## Source material
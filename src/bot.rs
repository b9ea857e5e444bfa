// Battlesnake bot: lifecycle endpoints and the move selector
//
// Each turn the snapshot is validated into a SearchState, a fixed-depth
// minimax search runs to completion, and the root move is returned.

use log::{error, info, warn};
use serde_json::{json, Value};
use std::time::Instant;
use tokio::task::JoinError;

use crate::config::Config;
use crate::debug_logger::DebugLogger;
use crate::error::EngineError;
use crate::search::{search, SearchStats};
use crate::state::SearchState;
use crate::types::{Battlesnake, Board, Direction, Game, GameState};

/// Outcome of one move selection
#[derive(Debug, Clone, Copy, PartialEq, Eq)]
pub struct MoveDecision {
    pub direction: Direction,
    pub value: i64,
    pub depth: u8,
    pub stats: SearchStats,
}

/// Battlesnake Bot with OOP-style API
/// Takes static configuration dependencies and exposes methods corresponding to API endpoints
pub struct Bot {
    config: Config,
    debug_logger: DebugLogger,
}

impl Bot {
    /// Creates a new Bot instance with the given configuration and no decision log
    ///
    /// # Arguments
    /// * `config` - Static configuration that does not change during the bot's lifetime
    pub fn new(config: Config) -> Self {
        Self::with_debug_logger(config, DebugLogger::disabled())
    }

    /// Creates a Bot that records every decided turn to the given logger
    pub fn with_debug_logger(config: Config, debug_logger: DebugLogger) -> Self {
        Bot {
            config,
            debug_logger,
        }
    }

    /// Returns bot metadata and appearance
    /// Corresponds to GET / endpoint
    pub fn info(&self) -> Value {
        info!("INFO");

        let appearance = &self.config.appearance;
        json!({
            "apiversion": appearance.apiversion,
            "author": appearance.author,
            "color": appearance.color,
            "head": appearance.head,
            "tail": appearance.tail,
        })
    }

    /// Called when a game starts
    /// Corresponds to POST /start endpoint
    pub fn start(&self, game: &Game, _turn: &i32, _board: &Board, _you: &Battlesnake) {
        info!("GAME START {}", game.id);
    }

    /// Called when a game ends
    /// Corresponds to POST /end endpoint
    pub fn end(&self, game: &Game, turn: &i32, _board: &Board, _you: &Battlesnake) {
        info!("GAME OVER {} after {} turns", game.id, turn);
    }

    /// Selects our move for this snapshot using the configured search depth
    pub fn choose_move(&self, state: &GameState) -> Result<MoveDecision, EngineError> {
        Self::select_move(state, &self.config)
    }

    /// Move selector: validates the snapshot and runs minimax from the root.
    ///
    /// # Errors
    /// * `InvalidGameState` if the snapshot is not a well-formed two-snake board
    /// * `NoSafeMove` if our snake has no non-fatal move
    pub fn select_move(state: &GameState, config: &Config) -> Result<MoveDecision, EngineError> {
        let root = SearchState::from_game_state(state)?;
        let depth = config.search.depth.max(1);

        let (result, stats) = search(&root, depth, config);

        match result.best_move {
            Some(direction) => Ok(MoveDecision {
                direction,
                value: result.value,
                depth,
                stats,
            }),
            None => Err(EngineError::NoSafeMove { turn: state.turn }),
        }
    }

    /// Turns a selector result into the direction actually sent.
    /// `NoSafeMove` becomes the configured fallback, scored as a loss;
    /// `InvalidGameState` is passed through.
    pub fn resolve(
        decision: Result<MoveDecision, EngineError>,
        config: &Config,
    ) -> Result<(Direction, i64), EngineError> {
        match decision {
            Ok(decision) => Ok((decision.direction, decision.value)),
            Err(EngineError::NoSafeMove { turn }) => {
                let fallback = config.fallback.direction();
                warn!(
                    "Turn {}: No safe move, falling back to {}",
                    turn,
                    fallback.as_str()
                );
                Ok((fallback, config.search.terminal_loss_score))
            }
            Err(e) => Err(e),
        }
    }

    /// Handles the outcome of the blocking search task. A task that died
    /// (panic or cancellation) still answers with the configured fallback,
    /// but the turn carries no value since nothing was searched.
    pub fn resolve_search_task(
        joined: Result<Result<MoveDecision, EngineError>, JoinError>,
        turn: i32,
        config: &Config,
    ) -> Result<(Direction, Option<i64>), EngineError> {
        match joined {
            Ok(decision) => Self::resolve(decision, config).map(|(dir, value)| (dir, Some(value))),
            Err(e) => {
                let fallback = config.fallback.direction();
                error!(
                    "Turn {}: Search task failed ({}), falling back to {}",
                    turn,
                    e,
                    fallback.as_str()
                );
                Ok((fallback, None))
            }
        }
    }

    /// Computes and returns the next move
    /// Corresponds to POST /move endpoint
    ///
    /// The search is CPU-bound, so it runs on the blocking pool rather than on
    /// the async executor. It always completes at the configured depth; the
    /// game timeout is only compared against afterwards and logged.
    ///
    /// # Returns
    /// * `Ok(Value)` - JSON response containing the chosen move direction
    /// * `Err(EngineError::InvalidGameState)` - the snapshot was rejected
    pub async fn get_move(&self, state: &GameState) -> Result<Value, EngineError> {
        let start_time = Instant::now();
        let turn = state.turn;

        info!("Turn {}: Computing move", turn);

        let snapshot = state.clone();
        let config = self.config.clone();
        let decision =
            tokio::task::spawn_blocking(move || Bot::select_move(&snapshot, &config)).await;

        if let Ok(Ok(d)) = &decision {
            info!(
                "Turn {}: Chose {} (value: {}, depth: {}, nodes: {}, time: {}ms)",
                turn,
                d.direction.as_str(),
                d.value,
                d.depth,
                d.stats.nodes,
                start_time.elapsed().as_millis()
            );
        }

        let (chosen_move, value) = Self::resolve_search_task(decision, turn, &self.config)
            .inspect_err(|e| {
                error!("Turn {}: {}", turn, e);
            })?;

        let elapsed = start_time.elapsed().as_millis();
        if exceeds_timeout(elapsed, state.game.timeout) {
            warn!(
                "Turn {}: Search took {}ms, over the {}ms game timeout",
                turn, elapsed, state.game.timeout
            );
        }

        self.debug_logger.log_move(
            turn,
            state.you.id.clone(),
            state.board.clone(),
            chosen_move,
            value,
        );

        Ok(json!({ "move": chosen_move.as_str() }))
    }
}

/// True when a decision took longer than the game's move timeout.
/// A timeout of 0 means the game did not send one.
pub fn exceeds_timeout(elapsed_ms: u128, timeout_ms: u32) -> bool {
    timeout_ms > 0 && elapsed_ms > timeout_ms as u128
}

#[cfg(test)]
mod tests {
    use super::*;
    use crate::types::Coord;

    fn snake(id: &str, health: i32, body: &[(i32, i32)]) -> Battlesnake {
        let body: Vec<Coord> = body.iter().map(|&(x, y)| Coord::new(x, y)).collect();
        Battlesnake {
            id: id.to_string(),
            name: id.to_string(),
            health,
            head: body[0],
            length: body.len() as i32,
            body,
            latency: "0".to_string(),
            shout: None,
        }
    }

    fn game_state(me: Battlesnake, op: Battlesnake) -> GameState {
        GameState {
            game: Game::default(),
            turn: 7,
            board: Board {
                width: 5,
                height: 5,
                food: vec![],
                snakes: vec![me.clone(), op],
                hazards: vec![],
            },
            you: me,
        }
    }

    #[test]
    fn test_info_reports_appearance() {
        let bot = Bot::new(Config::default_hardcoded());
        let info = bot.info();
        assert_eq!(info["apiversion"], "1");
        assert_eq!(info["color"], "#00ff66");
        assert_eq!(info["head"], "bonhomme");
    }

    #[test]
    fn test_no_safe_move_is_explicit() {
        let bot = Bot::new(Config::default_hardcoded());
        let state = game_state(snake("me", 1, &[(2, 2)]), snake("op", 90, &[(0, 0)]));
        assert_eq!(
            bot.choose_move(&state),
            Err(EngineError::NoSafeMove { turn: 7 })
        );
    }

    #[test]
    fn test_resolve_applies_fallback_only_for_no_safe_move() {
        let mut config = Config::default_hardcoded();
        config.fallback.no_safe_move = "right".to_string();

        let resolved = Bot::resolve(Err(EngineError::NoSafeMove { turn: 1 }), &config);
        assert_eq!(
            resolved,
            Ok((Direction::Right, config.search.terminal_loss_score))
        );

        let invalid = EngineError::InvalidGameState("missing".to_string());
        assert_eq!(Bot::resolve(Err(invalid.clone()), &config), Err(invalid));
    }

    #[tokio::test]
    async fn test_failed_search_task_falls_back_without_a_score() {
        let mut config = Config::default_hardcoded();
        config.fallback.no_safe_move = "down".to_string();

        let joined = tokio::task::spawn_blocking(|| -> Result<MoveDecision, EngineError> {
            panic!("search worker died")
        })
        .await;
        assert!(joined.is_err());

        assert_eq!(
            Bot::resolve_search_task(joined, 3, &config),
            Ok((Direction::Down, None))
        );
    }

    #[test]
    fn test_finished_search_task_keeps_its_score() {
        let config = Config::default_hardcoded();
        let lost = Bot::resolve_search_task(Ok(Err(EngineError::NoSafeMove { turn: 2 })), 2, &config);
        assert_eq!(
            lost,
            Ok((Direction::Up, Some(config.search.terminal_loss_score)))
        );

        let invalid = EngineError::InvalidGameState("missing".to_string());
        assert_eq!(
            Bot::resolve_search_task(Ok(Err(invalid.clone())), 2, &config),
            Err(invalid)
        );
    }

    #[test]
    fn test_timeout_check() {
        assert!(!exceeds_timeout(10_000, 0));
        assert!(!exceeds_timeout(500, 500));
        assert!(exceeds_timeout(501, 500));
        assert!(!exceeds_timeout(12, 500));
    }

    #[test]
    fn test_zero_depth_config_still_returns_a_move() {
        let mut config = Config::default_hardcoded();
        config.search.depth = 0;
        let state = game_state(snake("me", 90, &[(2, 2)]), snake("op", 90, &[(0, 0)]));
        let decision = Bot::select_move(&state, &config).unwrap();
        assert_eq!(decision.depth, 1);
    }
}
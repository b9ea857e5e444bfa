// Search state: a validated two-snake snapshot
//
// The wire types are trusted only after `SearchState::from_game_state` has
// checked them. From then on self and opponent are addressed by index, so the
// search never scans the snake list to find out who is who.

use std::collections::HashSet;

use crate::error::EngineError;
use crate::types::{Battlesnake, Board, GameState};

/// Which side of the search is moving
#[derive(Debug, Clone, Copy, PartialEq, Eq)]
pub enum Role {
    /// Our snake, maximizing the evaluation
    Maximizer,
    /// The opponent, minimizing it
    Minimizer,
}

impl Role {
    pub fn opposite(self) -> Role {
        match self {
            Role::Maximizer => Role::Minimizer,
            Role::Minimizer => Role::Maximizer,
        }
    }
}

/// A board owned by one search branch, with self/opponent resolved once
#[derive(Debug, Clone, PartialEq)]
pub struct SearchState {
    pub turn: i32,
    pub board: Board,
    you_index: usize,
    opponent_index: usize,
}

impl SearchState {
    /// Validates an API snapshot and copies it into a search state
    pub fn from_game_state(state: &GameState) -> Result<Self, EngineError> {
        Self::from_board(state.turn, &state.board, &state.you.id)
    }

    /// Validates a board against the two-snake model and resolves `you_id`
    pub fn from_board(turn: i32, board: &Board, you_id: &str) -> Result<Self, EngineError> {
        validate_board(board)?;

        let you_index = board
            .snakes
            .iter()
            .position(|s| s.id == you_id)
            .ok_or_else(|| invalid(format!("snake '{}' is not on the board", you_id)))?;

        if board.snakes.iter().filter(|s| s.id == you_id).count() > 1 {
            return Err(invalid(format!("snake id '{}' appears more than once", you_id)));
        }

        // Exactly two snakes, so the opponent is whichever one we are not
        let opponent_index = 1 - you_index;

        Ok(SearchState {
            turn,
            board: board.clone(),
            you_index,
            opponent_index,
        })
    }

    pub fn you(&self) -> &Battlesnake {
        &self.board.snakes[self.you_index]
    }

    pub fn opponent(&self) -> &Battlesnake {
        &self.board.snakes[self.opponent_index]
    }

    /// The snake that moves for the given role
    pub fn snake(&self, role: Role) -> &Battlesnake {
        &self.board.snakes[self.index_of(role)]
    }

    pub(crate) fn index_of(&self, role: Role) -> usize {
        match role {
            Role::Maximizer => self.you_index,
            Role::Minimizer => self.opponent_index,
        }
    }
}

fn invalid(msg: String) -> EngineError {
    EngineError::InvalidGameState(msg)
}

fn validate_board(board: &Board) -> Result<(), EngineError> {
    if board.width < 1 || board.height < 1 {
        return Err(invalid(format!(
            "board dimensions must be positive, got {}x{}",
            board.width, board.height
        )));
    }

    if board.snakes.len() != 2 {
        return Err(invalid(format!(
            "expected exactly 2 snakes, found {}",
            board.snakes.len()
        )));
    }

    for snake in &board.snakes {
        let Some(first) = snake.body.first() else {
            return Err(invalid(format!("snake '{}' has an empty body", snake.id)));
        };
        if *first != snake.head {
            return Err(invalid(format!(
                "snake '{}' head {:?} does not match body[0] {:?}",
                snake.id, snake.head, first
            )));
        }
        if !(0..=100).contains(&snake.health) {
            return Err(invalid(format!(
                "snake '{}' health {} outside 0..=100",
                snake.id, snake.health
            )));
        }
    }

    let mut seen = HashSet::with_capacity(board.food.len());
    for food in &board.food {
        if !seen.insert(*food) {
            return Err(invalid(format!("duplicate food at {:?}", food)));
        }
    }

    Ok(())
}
---
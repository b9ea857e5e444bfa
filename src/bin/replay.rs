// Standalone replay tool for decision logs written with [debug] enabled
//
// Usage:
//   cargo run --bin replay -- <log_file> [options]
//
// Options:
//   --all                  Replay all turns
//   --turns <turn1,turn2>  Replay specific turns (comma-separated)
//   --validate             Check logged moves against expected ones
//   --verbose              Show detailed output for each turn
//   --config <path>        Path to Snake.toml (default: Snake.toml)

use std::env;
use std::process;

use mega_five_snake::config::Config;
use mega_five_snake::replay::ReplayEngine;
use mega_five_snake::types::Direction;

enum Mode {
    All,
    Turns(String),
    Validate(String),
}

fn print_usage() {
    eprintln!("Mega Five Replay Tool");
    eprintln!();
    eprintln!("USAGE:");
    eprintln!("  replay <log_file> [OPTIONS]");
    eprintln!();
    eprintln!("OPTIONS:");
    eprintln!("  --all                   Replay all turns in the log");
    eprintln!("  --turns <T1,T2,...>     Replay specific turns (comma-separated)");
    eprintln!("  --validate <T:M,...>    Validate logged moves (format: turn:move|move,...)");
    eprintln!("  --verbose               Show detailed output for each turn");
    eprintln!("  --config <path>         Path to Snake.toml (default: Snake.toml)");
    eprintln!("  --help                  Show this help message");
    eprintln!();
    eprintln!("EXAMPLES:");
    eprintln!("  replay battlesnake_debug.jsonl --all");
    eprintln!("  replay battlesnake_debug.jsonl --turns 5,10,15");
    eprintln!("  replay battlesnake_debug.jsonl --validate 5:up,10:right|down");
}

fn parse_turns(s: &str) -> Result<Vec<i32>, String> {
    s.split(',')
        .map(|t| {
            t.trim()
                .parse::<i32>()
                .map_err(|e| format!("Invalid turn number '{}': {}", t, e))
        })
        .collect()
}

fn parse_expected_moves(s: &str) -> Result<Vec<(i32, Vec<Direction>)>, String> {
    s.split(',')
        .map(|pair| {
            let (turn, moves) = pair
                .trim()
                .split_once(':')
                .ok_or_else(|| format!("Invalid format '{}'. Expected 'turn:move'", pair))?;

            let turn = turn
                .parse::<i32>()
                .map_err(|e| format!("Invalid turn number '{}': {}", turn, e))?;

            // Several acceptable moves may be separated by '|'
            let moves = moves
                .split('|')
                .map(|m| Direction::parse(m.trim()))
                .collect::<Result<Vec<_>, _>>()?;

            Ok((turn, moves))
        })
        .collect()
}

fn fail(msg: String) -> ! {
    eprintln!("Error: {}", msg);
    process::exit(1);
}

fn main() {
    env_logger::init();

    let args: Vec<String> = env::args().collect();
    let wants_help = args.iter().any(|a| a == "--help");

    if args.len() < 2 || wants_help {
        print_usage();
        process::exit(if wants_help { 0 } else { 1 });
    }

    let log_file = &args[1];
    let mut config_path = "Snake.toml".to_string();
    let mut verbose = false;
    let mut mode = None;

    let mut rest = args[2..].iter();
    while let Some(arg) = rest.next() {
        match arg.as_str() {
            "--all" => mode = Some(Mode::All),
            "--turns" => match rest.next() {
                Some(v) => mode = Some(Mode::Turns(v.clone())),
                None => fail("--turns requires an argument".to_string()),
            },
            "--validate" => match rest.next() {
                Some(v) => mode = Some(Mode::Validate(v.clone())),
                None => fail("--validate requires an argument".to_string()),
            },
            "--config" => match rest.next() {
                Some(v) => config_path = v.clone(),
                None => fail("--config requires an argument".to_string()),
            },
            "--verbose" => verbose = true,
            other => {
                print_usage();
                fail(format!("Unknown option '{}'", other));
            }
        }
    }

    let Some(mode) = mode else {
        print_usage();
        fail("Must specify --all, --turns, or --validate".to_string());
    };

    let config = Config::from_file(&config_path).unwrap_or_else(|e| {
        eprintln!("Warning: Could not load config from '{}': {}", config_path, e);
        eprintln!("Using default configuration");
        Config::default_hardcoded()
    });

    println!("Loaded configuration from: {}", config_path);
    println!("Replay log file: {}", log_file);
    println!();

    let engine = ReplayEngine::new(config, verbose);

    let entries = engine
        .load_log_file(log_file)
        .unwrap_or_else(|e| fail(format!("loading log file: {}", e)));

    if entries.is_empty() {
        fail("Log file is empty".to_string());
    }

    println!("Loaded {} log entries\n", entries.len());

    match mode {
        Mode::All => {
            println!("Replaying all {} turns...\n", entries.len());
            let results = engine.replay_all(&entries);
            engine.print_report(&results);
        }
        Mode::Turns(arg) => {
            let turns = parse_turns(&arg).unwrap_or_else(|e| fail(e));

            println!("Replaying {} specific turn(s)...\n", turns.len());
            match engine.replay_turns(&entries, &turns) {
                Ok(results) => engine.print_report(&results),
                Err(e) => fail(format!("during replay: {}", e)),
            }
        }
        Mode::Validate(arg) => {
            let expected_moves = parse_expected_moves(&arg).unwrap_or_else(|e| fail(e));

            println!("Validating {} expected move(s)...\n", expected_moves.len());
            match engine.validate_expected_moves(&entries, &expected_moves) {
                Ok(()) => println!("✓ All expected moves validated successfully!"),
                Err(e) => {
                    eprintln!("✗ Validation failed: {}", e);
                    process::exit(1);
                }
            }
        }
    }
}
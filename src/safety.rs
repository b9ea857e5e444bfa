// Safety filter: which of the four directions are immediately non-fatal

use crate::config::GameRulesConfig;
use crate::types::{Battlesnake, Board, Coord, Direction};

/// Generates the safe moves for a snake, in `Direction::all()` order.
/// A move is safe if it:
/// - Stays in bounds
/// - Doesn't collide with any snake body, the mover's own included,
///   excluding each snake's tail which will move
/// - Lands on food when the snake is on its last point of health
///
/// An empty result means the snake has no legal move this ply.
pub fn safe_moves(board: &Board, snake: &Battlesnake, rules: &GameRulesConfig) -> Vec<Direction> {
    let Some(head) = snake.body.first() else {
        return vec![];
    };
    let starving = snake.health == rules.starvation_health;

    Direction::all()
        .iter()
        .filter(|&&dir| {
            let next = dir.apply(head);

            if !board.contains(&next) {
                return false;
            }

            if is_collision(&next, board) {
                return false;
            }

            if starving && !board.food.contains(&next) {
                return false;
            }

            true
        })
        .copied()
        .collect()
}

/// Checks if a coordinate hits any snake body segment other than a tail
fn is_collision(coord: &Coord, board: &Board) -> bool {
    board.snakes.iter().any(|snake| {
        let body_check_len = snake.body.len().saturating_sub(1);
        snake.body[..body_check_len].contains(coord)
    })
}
* * *
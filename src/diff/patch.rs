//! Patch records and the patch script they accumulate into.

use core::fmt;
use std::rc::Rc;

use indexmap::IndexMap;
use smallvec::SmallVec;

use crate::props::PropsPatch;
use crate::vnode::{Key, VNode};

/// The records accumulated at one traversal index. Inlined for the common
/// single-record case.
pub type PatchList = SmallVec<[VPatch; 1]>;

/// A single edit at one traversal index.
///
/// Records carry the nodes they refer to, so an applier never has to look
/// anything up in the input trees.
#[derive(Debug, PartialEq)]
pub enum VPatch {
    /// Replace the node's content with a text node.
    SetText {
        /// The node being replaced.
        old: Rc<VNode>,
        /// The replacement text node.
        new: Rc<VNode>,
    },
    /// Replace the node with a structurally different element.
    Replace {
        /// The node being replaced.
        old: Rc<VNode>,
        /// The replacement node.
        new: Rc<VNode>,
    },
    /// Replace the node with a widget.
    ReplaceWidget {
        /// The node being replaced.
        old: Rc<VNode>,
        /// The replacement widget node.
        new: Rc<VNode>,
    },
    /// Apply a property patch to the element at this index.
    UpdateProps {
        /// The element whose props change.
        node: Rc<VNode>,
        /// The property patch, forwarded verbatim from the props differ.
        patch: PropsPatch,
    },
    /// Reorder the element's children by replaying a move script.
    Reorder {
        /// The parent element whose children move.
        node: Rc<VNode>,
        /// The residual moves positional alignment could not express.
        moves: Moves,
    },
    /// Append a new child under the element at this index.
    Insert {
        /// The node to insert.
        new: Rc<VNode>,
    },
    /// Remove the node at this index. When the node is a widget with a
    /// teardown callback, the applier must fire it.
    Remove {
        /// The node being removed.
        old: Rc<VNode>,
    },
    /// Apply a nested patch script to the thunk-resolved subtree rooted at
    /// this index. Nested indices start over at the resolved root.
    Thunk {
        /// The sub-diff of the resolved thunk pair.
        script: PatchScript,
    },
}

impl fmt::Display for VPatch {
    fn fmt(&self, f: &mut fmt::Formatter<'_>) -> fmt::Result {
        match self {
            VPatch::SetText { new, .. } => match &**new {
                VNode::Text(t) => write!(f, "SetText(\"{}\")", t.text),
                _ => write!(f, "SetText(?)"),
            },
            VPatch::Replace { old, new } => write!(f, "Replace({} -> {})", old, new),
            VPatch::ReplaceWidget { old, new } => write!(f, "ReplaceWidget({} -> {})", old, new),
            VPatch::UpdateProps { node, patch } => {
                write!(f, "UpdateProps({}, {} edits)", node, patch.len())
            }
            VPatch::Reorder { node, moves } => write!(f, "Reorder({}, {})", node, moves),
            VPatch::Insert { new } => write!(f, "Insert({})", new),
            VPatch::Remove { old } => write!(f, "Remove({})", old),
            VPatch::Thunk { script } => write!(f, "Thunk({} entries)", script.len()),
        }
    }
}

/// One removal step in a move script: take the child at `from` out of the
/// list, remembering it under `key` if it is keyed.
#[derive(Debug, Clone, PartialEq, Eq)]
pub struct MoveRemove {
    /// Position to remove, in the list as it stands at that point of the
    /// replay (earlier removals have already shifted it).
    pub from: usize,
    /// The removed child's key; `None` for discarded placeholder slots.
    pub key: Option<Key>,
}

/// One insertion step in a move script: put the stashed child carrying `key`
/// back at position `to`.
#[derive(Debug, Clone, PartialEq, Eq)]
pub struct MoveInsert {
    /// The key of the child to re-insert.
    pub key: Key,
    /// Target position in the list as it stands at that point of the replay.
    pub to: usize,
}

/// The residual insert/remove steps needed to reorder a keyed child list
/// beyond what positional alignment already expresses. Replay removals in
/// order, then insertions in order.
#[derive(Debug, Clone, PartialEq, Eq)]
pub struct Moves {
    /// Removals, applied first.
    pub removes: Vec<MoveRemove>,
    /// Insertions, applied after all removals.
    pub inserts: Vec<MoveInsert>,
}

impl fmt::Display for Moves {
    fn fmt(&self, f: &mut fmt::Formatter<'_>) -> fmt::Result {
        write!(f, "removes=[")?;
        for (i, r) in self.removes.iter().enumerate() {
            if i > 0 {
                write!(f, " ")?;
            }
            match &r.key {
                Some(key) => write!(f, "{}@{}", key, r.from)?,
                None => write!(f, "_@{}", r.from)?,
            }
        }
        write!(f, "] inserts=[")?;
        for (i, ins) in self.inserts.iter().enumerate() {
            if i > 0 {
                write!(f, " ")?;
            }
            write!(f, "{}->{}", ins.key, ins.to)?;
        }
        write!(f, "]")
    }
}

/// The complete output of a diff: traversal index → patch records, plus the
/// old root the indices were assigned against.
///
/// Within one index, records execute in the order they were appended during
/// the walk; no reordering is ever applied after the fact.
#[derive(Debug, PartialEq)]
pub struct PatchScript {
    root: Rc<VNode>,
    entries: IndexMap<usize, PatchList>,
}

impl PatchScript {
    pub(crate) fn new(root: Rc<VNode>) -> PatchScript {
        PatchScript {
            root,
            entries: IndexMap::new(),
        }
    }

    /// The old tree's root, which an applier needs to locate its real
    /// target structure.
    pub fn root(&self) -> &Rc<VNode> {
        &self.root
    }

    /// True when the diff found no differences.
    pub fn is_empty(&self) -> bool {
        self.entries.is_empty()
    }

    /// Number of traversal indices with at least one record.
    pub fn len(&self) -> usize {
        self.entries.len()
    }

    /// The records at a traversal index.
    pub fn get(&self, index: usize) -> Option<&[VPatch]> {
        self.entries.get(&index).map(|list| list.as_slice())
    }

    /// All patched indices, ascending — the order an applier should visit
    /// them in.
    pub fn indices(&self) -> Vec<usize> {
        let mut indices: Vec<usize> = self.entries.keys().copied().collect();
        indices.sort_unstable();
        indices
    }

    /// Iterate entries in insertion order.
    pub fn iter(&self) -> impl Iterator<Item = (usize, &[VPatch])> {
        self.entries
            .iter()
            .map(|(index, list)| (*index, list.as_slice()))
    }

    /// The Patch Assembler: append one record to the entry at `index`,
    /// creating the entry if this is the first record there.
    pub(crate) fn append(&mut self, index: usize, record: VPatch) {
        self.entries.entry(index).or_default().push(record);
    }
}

## Exercise prompt
Whenever the string "starving" shows up in a line of the entries, copy that line.

## Solution for this exercise
    let starving = snake.health == rules.starvation_health;
            if starving && !board.food.contains(&next) {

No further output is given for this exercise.